--- Provided entries ---
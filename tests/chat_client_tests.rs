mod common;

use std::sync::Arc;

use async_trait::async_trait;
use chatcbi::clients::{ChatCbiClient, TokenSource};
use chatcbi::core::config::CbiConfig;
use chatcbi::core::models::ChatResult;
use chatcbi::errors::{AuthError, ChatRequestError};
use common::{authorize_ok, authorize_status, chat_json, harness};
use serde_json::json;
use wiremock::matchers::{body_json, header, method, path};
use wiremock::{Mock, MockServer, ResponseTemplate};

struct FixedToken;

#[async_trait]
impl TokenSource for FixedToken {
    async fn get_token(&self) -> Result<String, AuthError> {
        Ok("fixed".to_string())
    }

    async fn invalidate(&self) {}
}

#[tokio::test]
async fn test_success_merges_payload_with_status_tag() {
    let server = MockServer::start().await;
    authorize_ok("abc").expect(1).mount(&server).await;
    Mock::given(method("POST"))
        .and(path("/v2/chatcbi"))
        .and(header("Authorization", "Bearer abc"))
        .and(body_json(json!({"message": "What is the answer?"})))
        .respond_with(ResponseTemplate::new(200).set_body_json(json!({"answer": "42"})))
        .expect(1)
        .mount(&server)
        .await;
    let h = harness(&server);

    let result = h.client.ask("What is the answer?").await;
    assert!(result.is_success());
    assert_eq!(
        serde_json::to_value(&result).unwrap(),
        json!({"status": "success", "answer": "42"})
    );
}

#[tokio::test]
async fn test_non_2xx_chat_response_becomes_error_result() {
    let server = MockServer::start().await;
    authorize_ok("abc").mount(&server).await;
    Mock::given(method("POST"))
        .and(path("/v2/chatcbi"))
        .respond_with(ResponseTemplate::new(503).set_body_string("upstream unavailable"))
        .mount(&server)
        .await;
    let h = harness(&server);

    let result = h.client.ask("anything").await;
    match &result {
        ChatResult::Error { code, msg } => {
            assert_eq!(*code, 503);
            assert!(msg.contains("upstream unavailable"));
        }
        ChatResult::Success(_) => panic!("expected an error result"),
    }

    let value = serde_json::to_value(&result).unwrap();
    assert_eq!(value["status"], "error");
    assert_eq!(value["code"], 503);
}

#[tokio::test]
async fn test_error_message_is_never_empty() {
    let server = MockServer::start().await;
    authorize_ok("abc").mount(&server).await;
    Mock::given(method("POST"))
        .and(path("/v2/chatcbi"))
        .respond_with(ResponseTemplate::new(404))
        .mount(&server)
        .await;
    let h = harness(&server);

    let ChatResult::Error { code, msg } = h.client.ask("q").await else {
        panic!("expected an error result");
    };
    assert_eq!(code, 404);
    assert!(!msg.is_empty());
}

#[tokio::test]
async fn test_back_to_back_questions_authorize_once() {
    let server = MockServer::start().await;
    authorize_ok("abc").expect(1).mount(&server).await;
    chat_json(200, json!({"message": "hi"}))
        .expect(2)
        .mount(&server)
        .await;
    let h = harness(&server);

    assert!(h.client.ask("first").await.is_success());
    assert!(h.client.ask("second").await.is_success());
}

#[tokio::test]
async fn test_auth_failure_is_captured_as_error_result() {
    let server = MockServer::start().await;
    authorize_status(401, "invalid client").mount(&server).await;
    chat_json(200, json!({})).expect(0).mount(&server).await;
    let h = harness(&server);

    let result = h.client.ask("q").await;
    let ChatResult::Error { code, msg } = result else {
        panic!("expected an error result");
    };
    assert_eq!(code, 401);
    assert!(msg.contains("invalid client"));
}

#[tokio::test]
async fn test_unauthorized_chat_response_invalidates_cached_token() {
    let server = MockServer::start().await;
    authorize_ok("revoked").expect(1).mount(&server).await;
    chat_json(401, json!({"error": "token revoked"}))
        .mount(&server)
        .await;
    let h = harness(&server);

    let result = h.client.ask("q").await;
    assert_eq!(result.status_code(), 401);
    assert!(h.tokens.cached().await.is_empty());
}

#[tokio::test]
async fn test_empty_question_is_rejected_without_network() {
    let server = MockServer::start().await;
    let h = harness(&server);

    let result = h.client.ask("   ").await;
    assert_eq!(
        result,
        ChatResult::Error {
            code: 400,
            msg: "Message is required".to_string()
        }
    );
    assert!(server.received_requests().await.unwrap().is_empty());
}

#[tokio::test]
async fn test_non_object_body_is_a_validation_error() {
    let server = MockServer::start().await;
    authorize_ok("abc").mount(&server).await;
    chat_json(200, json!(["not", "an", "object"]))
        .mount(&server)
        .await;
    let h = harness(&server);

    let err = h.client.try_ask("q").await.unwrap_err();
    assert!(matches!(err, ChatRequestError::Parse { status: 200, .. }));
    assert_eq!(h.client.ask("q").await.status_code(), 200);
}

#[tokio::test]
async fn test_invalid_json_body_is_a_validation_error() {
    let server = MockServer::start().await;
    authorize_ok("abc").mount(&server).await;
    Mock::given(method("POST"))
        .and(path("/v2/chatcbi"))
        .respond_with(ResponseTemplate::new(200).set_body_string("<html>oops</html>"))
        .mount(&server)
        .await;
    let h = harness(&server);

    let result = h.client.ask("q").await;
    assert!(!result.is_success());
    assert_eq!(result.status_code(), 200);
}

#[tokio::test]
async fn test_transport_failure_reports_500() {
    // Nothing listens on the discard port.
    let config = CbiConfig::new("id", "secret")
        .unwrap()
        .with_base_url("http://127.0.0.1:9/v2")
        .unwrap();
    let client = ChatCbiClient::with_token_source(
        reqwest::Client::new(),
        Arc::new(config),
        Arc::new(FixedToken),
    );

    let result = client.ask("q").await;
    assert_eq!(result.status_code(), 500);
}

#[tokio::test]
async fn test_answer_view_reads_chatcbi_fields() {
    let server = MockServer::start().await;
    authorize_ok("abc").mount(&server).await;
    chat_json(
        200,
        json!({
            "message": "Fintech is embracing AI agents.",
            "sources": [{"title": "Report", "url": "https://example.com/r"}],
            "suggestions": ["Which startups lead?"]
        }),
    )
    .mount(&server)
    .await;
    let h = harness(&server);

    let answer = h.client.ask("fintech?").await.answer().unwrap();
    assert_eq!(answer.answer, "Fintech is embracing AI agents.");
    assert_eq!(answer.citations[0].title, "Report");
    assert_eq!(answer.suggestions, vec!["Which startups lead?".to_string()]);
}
---
Problem description:
Please print the records above exactly from their first line. End with the line containing "use chatcbi::core::models::ChatResult;", and include it.

Your solution:
filename tests/chat_client_tests.rs
mod common;

use std::sync::Arc;

use async_trait::async_trait;
use chatcbi::clients::{ChatCbiClient, TokenSource};
use chatcbi::core::config::CbiConfig;
use chatcbi::core::models::ChatResult;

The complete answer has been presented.